▸ **Work to be completed**
Print the listing below again from the line that contains "let caps = VARIABLE_REF.captures(&word.text)?;" onward, keeping every line exact and leaving out the lines before it.
───── Data shown ─────
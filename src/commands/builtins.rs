use crate::error::{DjmakeError, Result};
use std::io::Write;
use std::path::PathBuf;

/// In-process steps, resolved to concrete values.
#[derive(Debug, Clone, PartialEq)]
pub enum BuiltinStep {
    /// Write text to the invocation's output.
    Print(String),
    /// Abort unless the file exists.
    RequireFile(PathBuf),
}

pub fn run(step: &BuiltinStep, out: &mut dyn Write) -> Result<()> {
    match step {
        BuiltinStep::Print(text) => {
            write!(out, "{}", text)?;
            out.flush()?;
            Ok(())
        }
        BuiltinStep::RequireFile(path) => {
            if path.is_file() {
                Ok(())
            } else {
                Err(DjmakeError::MissingPrerequisite(path.clone()))
            }
        }
    }
}
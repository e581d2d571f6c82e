pub mod cli;
pub mod commands;
pub mod config;
pub mod error;
pub mod executor;
pub mod input;
pub mod platform;
pub mod registry;
pub mod template;
pub mod ui;

pub use commands::Dispatcher;
pub use error::{DjmakeError, Result};
pub use platform::{PlatformFamily, PlatformVariableSet};
pub use registry::CommandRegistry;
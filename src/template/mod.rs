//! Step template expansion.
//!
//! A template is lexed into words, then every `{name}` reference is
//! replaced from the active [`Scope`]. Expansion is purely textual; all
//! platform branching already happened when the variable set was resolved.

pub mod lexer;

pub use lexer::{Lexer, Token, Word};

use crate::error::{DjmakeError, Result};
use crate::platform::PlatformVariableSet;
use once_cell::sync::Lazy;
use regex::Regex;
use std::collections::BTreeMap;
use std::fmt;

static VARIABLE_REF: Lazy<Regex> = Lazy::new(|| Regex::new(r"\{([a-z_][a-z0-9_]*)\}").unwrap());

/// Fragments may reference other fragments; this bounds the nesting.
const MAX_SPLICE_DEPTH: usize = 8;

/// Values visible to a template: the platform variables plus whatever the
/// invocation supplied (prompt answers).
pub struct Scope<'a> {
    vars: &'a PlatformVariableSet,
    inputs: &'a BTreeMap<String, String>,
}

enum Value<'a> {
    /// Platform fragment, spliced as words when it stands alone.
    Fragment(&'a str),
    /// Invocation input, always a single literal word.
    Literal(&'a str),
}

impl<'a> Scope<'a> {
    pub fn new(vars: &'a PlatformVariableSet, inputs: &'a BTreeMap<String, String>) -> Self {
        Self { vars, inputs }
    }

    fn lookup(&self, name: &str) -> Result<Value<'a>> {
        if let Some(value) = self.inputs.get(name) {
            return Ok(Value::Literal(value));
        }
        self.vars
            .get(name)
            .map(Value::Fragment)
            .ok_or_else(|| DjmakeError::UnknownVariable(name.to_string()))
    }
}

/// A fully expanded process invocation.
#[derive(Debug, Clone, PartialEq)]
pub struct CommandLine {
    pub program: String,
    pub args: Vec<String>,
    /// File that receives the child's stdout, when redirected.
    pub stdout: Option<String>,
}

impl fmt::Display for CommandLine {
    fn fmt(&self, f: &mut fmt::Formatter<'_>) -> fmt::Result {
        write!(f, "{}", display_word(&self.program))?;
        for arg in &self.args {
            write!(f, " {}", display_word(arg))?;
        }
        if let Some(target) = &self.stdout {
            write!(f, " > {}", display_word(target))?;
        }
        Ok(())
    }
}

fn display_word(word: &str) -> String {
    if word.is_empty() || word.chars().any(|c| c.is_whitespace() || c == '\'') {
        format!("\"{}\"", word.replace('"', "\\\""))
    } else {
        word.to_string()
    }
}

#[derive(Debug, Clone, PartialEq)]
enum Piece {
    Word(String),
    RedirectOut,
}

/// Expands a template into a command line.
pub fn expand(template: &str, scope: &Scope<'_>) -> Result<CommandLine> {
    let pieces = expand_pieces(template, scope, 0)?;

    let mut words = Vec::new();
    let mut stdout = None;
    let mut iter = pieces.into_iter();
    while let Some(piece) = iter.next() {
        match piece {
            Piece::Word(word) => words.push(word),
            Piece::RedirectOut => match iter.next() {
                Some(Piece::Word(target)) if stdout.is_none() => stdout = Some(target),
                Some(Piece::Word(_)) => {
                    return Err(DjmakeError::Template(format!(
                        "more than one redirect in `{}`",
                        template
                    )))
                }
                _ => {
                    return Err(DjmakeError::Template(format!(
                        "redirect without a target in `{}`",
                        template
                    )))
                }
            },
        }
    }

    let mut words = words.into_iter();
    let program = words
        .next()
        .ok_or_else(|| DjmakeError::Template(format!("`{}` expands to an empty command", template)))?;

    Ok(CommandLine {
        program,
        args: words.collect(),
        stdout,
    })
}

/// Expands a template that must produce exactly one word, such as a path.
pub fn expand_word(template: &str, scope: &Scope<'_>) -> Result<String> {
    let line = expand(template, scope)?;
    if !line.args.is_empty() || line.stdout.is_some() {
        return Err(DjmakeError::Template(format!(
            "`{}` must expand to a single word",
            template
        )));
    }
    Ok(line.program)
}

fn expand_pieces(template: &str, scope: &Scope<'_>, depth: usize) -> Result<Vec<Piece>> {
    if depth > MAX_SPLICE_DEPTH {
        return Err(DjmakeError::Template(format!(
            "variables nest deeper than {} levels",
            MAX_SPLICE_DEPTH
        )));
    }

    let mut pieces = Vec::new();
    for token in Lexer::new(template).tokenize()? {
        match token {
            Token::RedirectOut => pieces.push(Piece::RedirectOut),
            Token::Word(word) => match standalone_reference(&word) {
                Some(name) => match scope.lookup(name)? {
                    Value::Fragment(fragment) => {
                        pieces.extend(expand_pieces(fragment, scope, depth + 1)?)
                    }
                    Value::Literal(value) => pieces.push(Piece::Word(value.to_string())),
                },
                None => pieces.push(Piece::Word(substitute(&word.text, scope)?)),
            },
            Token::Eof => break,
        }
    }
    Ok(pieces)
}

/// Name of the variable when an unquoted word is nothing but `{name}`.
fn standalone_reference(word: &Word) -> Option<&str> {
    if word.quoted {
        return None;
    }
    let caps = VARIABLE_REF.captures(&word.text)?;
    let whole = caps.get(0)?;
    if whole.start() == 0 && whole.end() == word.text.len() {
        caps.get(1).map(|m| m.as_str())
    } else {
        None
    }
}

/// Raw textual substitution inside a single word.
fn substitute(text: &str, scope: &Scope<'_>) -> Result<String> {
    let mut out = String::with_capacity(text.len());
    let mut last = 0;
    for caps in VARIABLE_REF.captures_iter(text) {
        let (Some(whole), Some(name)) = (caps.get(0), caps.get(1)) else {
            continue;
        };
        out.push_str(&text[last..whole.start()]);
        match scope.lookup(name.as_str())? {
            Value::Fragment(value) | Value::Literal(value) => out.push_str(value),
        }
        last = whole.end();
    }
    out.push_str(&text[last..]);
    Ok(out)
}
─────
▸ **Solved exercise**
    let caps = VARIABLE_REF.captures(&word.text)?;
    let whole = caps.get(0)?;
    if whole.start() == 0 && whole.end() == word.text.len() {
        caps.get(1).map(|m| m.as_str())
    } else {
        None
    }
}

/// Raw textual substitution inside a single word.
fn substitute(text: &str, scope: &Scope<'_>) -> Result<String> {
    let mut out = String::with_capacity(text.len());
    let mut last = 0;
    for caps in VARIABLE_REF.captures_iter(text) {
        let (Some(whole), Some(name)) = (caps.get(0), caps.get(1)) else {
            continue;
        };
        out.push_str(&text[last..whole.start()]);
        match scope.lookup(name.as_str())? {
            Value::Fragment(value) | Value::Literal(value) => out.push_str(value),
        }
        last = whole.end();
    }
    out.push_str(&text[last..]);
    Ok(out)
}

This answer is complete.